— Instructions for the task —
Starting with the line that contains "let after_open = &rest[open + 2..];" and stopping after the line that contains "fn line_of(text: &str, offset: usize)", return each line below exactly as written, with no others.

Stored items
[Start of Attachment]

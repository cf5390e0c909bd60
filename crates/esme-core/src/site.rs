//! Per-machine deployment parameters and hostname-based machine guessing.

use std::fs;
use std::path::{Path, PathBuf};
use std::process::Command;

use serde::Deserialize;

use crate::error::{EsmeError, IoContext, Result};

pub const UNKNOWN_MACHINE: &str = "unknown";

/// Environment variable consulted in addition to the system hostname.
pub const HOSTNAME_ENV: &str = "HOSTNAME";

/// Ordered substring rules; the first rule matching any hostname candidate wins.
const MACHINE_RULES: &[(&[&str], &str)] = &[(&["gadi"], "Gadi"), (&["irsdev", "irsweb"], "SDC")];

#[derive(Debug, Clone, PartialEq, Eq)]
pub struct SiteDescriptor {
    pub machine_name: String,
    pub bucket_cache_location: PathBuf,
    pub install_path: PathBuf,
}

#[derive(Debug, Deserialize)]
struct SettingsFile {
    #[serde(default)]
    site: Vec<SiteEntry>,
}

#[derive(Debug, Deserialize)]
struct SiteEntry {
    machine_name: String,
    #[serde(alias = "bucket_cache_location")]
    esme_bucket_cache: PathBuf,
    #[serde(default)]
    install_path: Option<PathBuf>,
}

/// Immutable table of known sites, built once per process.
#[derive(Debug, Clone, Default)]
pub struct SiteRegistry {
    sites: Vec<SiteDescriptor>,
}

impl SiteRegistry {
    pub fn new(sites: Vec<SiteDescriptor>) -> Self {
        Self { sites }
    }

    /// Load `settings.yaml`. Sites without an explicit `install_path` use `default_install_path`.
    pub fn load(settings_path: &Path, default_install_path: &Path) -> Result<Self> {
        let text = fs::read_to_string(settings_path).at(settings_path)?;
        Self::from_yaml(&text, default_install_path)
            .map_err(|e| match e {
                EsmeError::Yaml { source, .. } => EsmeError::yaml(settings_path, source),
                other => other,
            })
    }

    pub fn from_yaml(text: &str, default_install_path: &Path) -> Result<Self> {
        let parsed: SettingsFile =
            serde_yaml::from_str(text).map_err(|e| EsmeError::yaml("settings.yaml", e))?;
        let sites = parsed
            .site
            .into_iter()
            .map(|entry| SiteDescriptor {
                machine_name: entry.machine_name,
                bucket_cache_location: entry.esme_bucket_cache,
                install_path: entry
                    .install_path
                    .unwrap_or_else(|| default_install_path.to_path_buf()),
            })
            .collect();
        Ok(Self { sites })
    }

    pub fn sites(&self) -> &[SiteDescriptor] {
        &self.sites
    }

    /// Exactly one descriptor must carry `machine_name`.
    pub fn resolve(&self, machine_name: &str) -> Result<&SiteDescriptor> {
        let mut matches = self
            .sites
            .iter()
            .filter(|s| s.machine_name == machine_name);
        let first = matches.next().ok_or_else(|| {
            let known: Vec<&str> = self.sites.iter().map(|s| s.machine_name.as_str()).collect();
            EsmeError::config(format!(
                "no site settings for machine `{}` (known: {})",
                machine_name,
                if known.is_empty() {
                    "none".to_string()
                } else {
                    known.join(", ")
                }
            ))
        })?;
        if matches.next().is_some() {
            return Err(EsmeError::config(format!(
                "machine `{}` is listed more than once in site settings",
                machine_name
            )));
        }
        Ok(first)
    }
}

/// Guess the machine from hostname candidates, or [`UNKNOWN_MACHINE`].
pub fn guess_machine<S: AsRef<str>>(hostnames: &[S]) -> String {
    for host in hostnames {
        let host = host.as_ref();
        for (parts, machine) in MACHINE_RULES {
            if parts.iter().any(|p| host.contains(p)) {
                return machine.to_string();
            }
        }
    }
    UNKNOWN_MACHINE.to_string()
}

/// The system hostname followed by `$HOSTNAME`, if set.
pub fn hostname_candidates() -> Vec<String> {
    let mut out = Vec::new();
    if let Some(host) = system_hostname() {
        out.push(host);
    }
    if let Ok(h) = std::env::var(HOSTNAME_ENV) {
        if !h.trim().is_empty() {
            out.push(h.trim().to_string());
        }
    }
    tracing::debug!(candidates = ?out, "hostname candidates");
    out
}

/// Linux exposes the hostname under /proc; elsewhere ask the `hostname` utility.
fn system_hostname() -> Option<String> {
    let non_empty = |s: &str| {
        let s = s.trim();
        (!s.is_empty()).then(|| s.to_string())
    };
    for path in ["/proc/sys/kernel/hostname", "/etc/hostname"] {
        if let Some(host) = fs::read_to_string(path).ok().and_then(|s| non_empty(&s)) {
            return Some(host);
        }
    }
    let out = Command::new("hostname").output().ok()?;
    if !out.status.success() {
        return None;
    }
    non_empty(&String::from_utf8_lossy(&out.stdout))
}
use std::path::{Path, PathBuf};
use std::process::{Command, Output};

use esme_core::{EsmeError, Result};

use crate::VersionControl;

/// [`VersionControl`] backed by the `git` executable.
#[derive(Debug, Clone)]
pub struct GitCli {
    program: PathBuf,
}

impl Default for GitCli {
    fn default() -> Self {
        Self {
            program: PathBuf::from("git"),
        }
    }
}

impl GitCli {
    pub fn new(program: impl Into<PathBuf>) -> Self {
        Self {
            program: program.into(),
        }
    }

    fn output(&self, dir: &Path, step: &str, args: &[&str]) -> Result<Output> {
        tracing::debug!(dir = %dir.display(), ?args, "git");
        Command::new(&self.program)
            .arg("-C")
            .arg(dir)
            .args(args)
            .output()
            .map_err(|e| {
                EsmeError::provenance(
                    step,
                    format!("failed to execute {}: {}", self.program.display(), e),
                )
            })
    }

    /// Run git and fail with a provenance error on non-zero exit.
    fn run(&self, dir: &Path, step: &str, args: &[&str]) -> Result<String> {
        let out = self.output(dir, step, args)?;
        if !out.status.success() {
            let stderr = String::from_utf8_lossy(&out.stderr);
            let detail = stderr
                .lines()
                .rev()
                .find(|l| !l.trim().is_empty())
                .map(|l| l.trim().to_string())
                .unwrap_or_else(|| format!("git {} exited with {}", args.join(" "), out.status));
            return Err(EsmeError::provenance(step, detail));
        }
        Ok(String::from_utf8_lossy(&out.stdout).trim().to_string())
    }

    /// Run git and report only whether it succeeded.
    fn probe(&self, dir: &Path, step: &str, args: &[&str]) -> Result<Option<String>> {
        let out = self.output(dir, step, args)?;
        if out.status.success() {
            Ok(Some(String::from_utf8_lossy(&out.stdout).trim().to_string()))
        } else {
            Ok(None)
        }
    }
}

impl VersionControl for GitCli {
    fn init(&self, dir: &Path) -> Result<()> {
        self.run(dir, "init", &["init", "-q"]).map(|_| ())
    }

    fn is_dirty(&self, dir: &Path) -> Result<bool> {
        let status = self.run(
            dir,
            "status",
            &["status", "--porcelain", "--untracked-files=no"],
        )?;
        Ok(!status.is_empty())
    }

    fn ensure_remote(&self, dir: &Path, name: &str, url: &str) -> Result<()> {
        match self.probe(dir, "remote", &["remote", "get-url", name])? {
            Some(existing) => {
                if existing != url {
                    tracing::warn!(
                        remote = name,
                        existing = %existing,
                        requested = url,
                        "remote already exists with a different url, reusing it"
                    );
                }
                Ok(())
            }
            None => self.run(dir, "remote", &["remote", "add", name, url]).map(|_| ()),
        }
    }

    fn fetch(&self, dir: &Path, remote: &str) -> Result<()> {
        self.run(dir, "fetch", &["fetch", "-q", remote]).map(|_| ())
    }

    fn checkout_tracking(&self, dir: &Path, branch: &str, upstream: &str) -> Result<()> {
        let local_ref = format!("refs/heads/{}", branch);
        let exists = self
            .probe(dir, "checkout", &["rev-parse", "--verify", "--quiet", &local_ref])?
            .is_some();
        if exists {
            self.run(dir, "checkout", &["checkout", "-q", branch])?;
            let set_upstream = format!("--set-upstream-to={}", upstream);
            self.run(dir, "checkout", &["branch", &set_upstream, branch])?;
        } else {
            self.run(
                dir,
                "checkout",
                &["checkout", "-q", "-b", branch, "--track", upstream],
            )?;
        }
        Ok(())
    }

    fn pin(&self, dir: &Path, rev: &str) -> Result<()> {
        let spec = format!("{}^{{commit}}", rev);
        let commit = self
            .probe(dir, "pin", &["rev-parse", "--verify", "--quiet", &spec])?
            .filter(|c| !c.is_empty())
            .ok_or_else(|| {
                EsmeError::provenance("pin", format!("unknown revision `{}` after fetch", rev))
            })?;
        self.run(dir, "pin", &["checkout", "-q", "--detach", &commit])
            .map(|_| ())
    }

    fn update_submodules(&self, dir: &Path) -> Result<()> {
        self.run(
            dir,
            "submodules",
            &["submodule", "update", "--init", "--recursive"],
        )
        .map(|_| ())
    }

    fn head(&self, dir: &Path) -> Result<Option<String>> {
        self.probe(dir, "head", &["rev-parse", "--verify", "--quiet", "HEAD"])
    }
}
pub mod error;
pub mod render;
pub mod site;

use std::fs;
use std::io::Write;
use std::path::Path;

use chrono::Utc;

pub use error::{EsmeError, IoContext, Result};
pub use render::{render, Variables, Vocabulary};
pub use site::{guess_machine, hostname_candidates, SiteDescriptor, SiteRegistry, UNKNOWN_MACHINE};

/// Per-experiment bookkeeping directory (lock file, binding record).
pub const STATE_DIR: &str = ".esme";

pub fn ensure_dir(path: &Path) -> Result<()> {
    fs::create_dir_all(path).at(path)
}

/// Write through a sibling temp file and rename, so readers never observe a partial file.
pub fn atomic_write_bytes(path: &Path, bytes: &[u8]) -> Result<()> {
    if let Some(parent) = path.parent() {
        if !parent.as_os_str().is_empty() {
            ensure_dir(parent)?;
        }
    }
    let ts = Utc::now().timestamp_micros();
    let pid = std::process::id();
    let name = path
        .file_name()
        .and_then(|s| s.to_str())
        .unwrap_or("tmpfile");
    let tmp = path.with_file_name(format!(".{}.tmp.{}.{}", name, pid, ts));
    let mut file = fs::File::create(&tmp).at(&tmp)?;
    file.write_all(bytes).at(&tmp)?;
    file.sync_all().at(&tmp)?;
    fs::rename(&tmp, path).at(path)?;
    Ok(())
}
use std::path::{Path, PathBuf};

use thiserror::Error;

pub type Result<T> = std::result::Result<T, EsmeError>;

#[derive(Debug, Error)]
pub enum EsmeError {
    /// Missing or invalid configuration record, unresolved machine, or an
    /// unrecognized template variable.
    #[error("configuration error: {0}")]
    Configuration(String),

    /// The working copy has local modifications; nothing was changed.
    #[error("provenance blocked: {0}")]
    ProvenanceBlocked(String),

    #[error("provenance failure during {step}: {message}")]
    ProvenanceFailure { step: String, message: String },

    #[error("manifest resolution error: {0}")]
    ManifestResolution(String),

    #[error("script {} exited with status {status}", script.display())]
    ExternalScriptFailure { script: PathBuf, status: i32 },

    /// Another stage holds the experiment's lock.
    #[error("stage in progress: {0}")]
    StageInProgress(String),

    #[error("{0} is reserved and has no behavior yet")]
    NotImplemented(String),

    #[error("io error at {}: {source}", path.display())]
    Io {
        path: PathBuf,
        #[source]
        source: std::io::Error,
    },

    #[error("invalid yaml in {}: {source}", path.display())]
    Yaml {
        path: PathBuf,
        #[source]
        source: serde_yaml::Error,
    },
}

impl EsmeError {
    pub fn config(message: impl Into<String>) -> Self {
        EsmeError::Configuration(message.into())
    }

    pub fn manifest(message: impl Into<String>) -> Self {
        EsmeError::ManifestResolution(message.into())
    }

    pub fn provenance(step: impl Into<String>, message: impl Into<String>) -> Self {
        EsmeError::ProvenanceFailure {
            step: step.into(),
            message: message.into(),
        }
    }

    pub fn io(path: impl AsRef<Path>, source: std::io::Error) -> Self {
        EsmeError::Io {
            path: path.as_ref().to_path_buf(),
            source,
        }
    }

    pub fn yaml(path: impl AsRef<Path>, source: serde_yaml::Error) -> Self {
        EsmeError::Yaml {
            path: path.as_ref().to_path_buf(),
            source,
        }
    }

    /// Stable machine-readable code, used by the CLI's JSON output.
    pub fn code(&self) -> &'static str {
        match self {
            EsmeError::Configuration(_) | EsmeError::Yaml { .. } => "configuration_error",
            EsmeError::ProvenanceBlocked(_) => "provenance_blocked",
            EsmeError::ProvenanceFailure { .. } => "provenance_failure",
            EsmeError::ManifestResolution(_) => "manifest_resolution_error",
            EsmeError::ExternalScriptFailure { .. } => "external_script_failure",
            EsmeError::StageInProgress(_) => "stage_in_progress",
            EsmeError::NotImplemented(_) => "not_implemented",
            EsmeError::Io { .. } => "io_error",
        }
    }
}

/// Attach a path to an `std::io::Result`.
pub trait IoContext<T> {
    fn at(self, path: impl AsRef<Path>) -> Result<T>;
}

impl<T> IoContext<T> for std::io::Result<T> {
    fn at(self, path: impl AsRef<Path>) -> Result<T> {
        self.map_err(|e| EsmeError::io(path, e))
    }
}
//! Placeholder substitution for configuration files, site scripts and manifests.
//!
//! Templates reference variables as `{{ name }}`. The set of names a template
//! may use is closed: each [`Vocabulary`] lists exactly what it recognizes, and
//! anything else is a configuration error rather than an empty substitution.

use std::collections::BTreeMap;
use std::path::Path;

use chrono::{Duration, NaiveDate};

use crate::error::{EsmeError, Result};
use crate::site::SiteDescriptor;

pub const CONFIG_VARIABLES: &[&str] = &[
    "name",
    "today",
    "yesterday",
    "base_dir",
    "bucket_cache_location",
    "machine_name",
    "install_path",
];

pub const MANIFEST_VARIABLES: &[&str] = &["bucket_url"];

#[derive(Debug, Clone, Copy, PartialEq, Eq)]
pub enum Vocabulary {
    Config,
    Manifest,
}

impl Vocabulary {
    pub fn recognized(self) -> &'static [&'static str] {
        match self {
            Vocabulary::Config => CONFIG_VARIABLES,
            Vocabulary::Manifest => MANIFEST_VARIABLES,
        }
    }

    fn as_str(self) -> &'static str {
        match self {
            Vocabulary::Config => "config",
            Vocabulary::Manifest => "manifest",
        }
    }
}

#[derive(Debug, Clone)]
pub struct Variables {
    vocabulary: Vocabulary,
    values: BTreeMap<&'static str, String>,
}

impl Variables {
    pub fn new(vocabulary: Vocabulary) -> Self {
        Self {
            vocabulary,
            values: BTreeMap::new(),
        }
    }

    /// Variables for a configuration file or site script written into `base_dir`.
    pub fn for_config(
        name: &str,
        today: NaiveDate,
        base_dir: &Path,
        site: &SiteDescriptor,
    ) -> Self {
        let yesterday = today - Duration::days(1);
        let mut vars = Self::new(Vocabulary::Config);
        vars.values.insert("name", name.to_string());
        vars.values.insert("today", today.format("%Y-%m-%d").to_string());
        vars.values
            .insert("yesterday", yesterday.format("%Y-%m-%d").to_string());
        vars.values
            .insert("base_dir", base_dir.to_string_lossy().to_string());
        vars.values.insert(
            "bucket_cache_location",
            site.bucket_cache_location.to_string_lossy().to_string(),
        );
        vars.values
            .insert("machine_name", site.machine_name.clone());
        vars.values.insert(
            "install_path",
            site.install_path.to_string_lossy().to_string(),
        );
        vars
    }

    pub fn for_manifest(bucket_url: &str) -> Self {
        let mut vars = Self::new(Vocabulary::Manifest);
        vars.values.insert("bucket_url", bucket_url.to_string());
        vars
    }

    pub fn set(&mut self, key: &str, value: impl Into<String>) -> Result<&mut Self> {
        let known = self
            .vocabulary
            .recognized()
            .iter()
            .copied()
            .find(|k| *k == key)
            .ok_or_else(|| self.unrecognized(key))?;
        self.values.insert(known, value.into());
        Ok(self)
    }

    pub fn get(&self, key: &str) -> Option<&str> {
        self.values.get(key).map(String::as_str)
    }

    fn unrecognized(&self, key: &str) -> EsmeError {
        EsmeError::config(format!(
            "unrecognized {} template variable `{}` (expected one of: {})",
            self.vocabulary.as_str(),
            key,
            self.vocabulary.recognized().join(", ")
        ))
    }
}

/// Substitute every `{{ var }}` in `template`.
pub fn render(template: &str, vars: &Variables) -> Result<String> {
    let mut out = String::with_capacity(template.len());
    let mut rest = template;
    let mut consumed = 0usize;

    while let Some(open) = rest.find("{{") {
        out.push_str(&rest[..open]);
        let after_open = &rest[open + 2..];
        let close = after_open.find("}}").ok_or_else(|| {
            EsmeError::config(format!(
                "unterminated `{{{{` on line {}",
                line_of(template, consumed + open)
            ))
        })?;
        let expr = after_open[..close].trim();
        if !is_identifier(expr) {
            return Err(EsmeError::config(format!(
                "unsupported template expression `{{{{ {} }}}}` on line {}",
                expr,
                line_of(template, consumed + open)
            )));
        }
        if !vars.vocabulary.recognized().iter().any(|k| *k == expr) {
            return Err(vars.unrecognized(expr));
        }
        let value = vars.get(expr).ok_or_else(|| {
            EsmeError::config(format!("template variable `{}` has no value", expr))
        })?;
        out.push_str(value);

        let advance = open + 2 + close + 2;
        consumed += advance;
        rest = &rest[advance..];
    }
    out.push_str(rest);
    Ok(out)
}

/// True if `text` still contains a placeholder.
pub fn has_placeholders(text: &str) -> bool {
    text.contains("{{")
}

fn is_identifier(s: &str) -> bool {
    let mut chars = s.chars();
    match chars.next() {
        Some(c) if c.is_ascii_alphabetic() || c == '_' => {}
        _ => return false,
    }
    chars.all(|c| c.is_ascii_alphanumeric() || c == '_')
}

fn line_of(text: &str, offset: usize) -> usize {
    text[..offset].matches('\n').count() + 1
}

[End of Attachment]

— Answer for this exercise —
        let after_open = &rest[open + 2..];
        let close = after_open.find("}}").ok_or_else(|| {
            EsmeError::config(format!(
                "unterminated `{{{{` on line {}",
                line_of(template, consumed + open)
            ))
        })?;
        let expr = after_open[..close].trim();
        if !is_identifier(expr) {
            return Err(EsmeError::config(format!(
                "unsupported template expression `{{{{ {} }}}}` on line {}",
                expr,
                line_of(template, consumed + open)
            )));
        }
        if !vars.vocabulary.recognized().iter().any(|k| *k == expr) {
            return Err(vars.unrecognized(expr));
        }
        let value = vars.get(expr).ok_or_else(|| {
            EsmeError::config(format!("template variable `{}` has no value", expr))
        })?;
        out.push_str(value);

        let advance = open + 2 + close + 2;
        consumed += advance;
        rest = &rest[advance..];
    }
    out.push_str(rest);
    Ok(out)
}

/// True if `text` still contains a placeholder.
pub fn has_placeholders(text: &str) -> bool {
    text.contains("{{")
}

fn is_identifier(s: &str) -> bool {
    let mut chars = s.chars();
    match chars.next() {
        Some(c) if c.is_ascii_alphabetic() || c == '_' => {}
        _ => return false,
    }
    chars.all(|c| c.is_ascii_alphanumeric() || c == '_')
}

fn line_of(text: &str, offset: usize) -> usize {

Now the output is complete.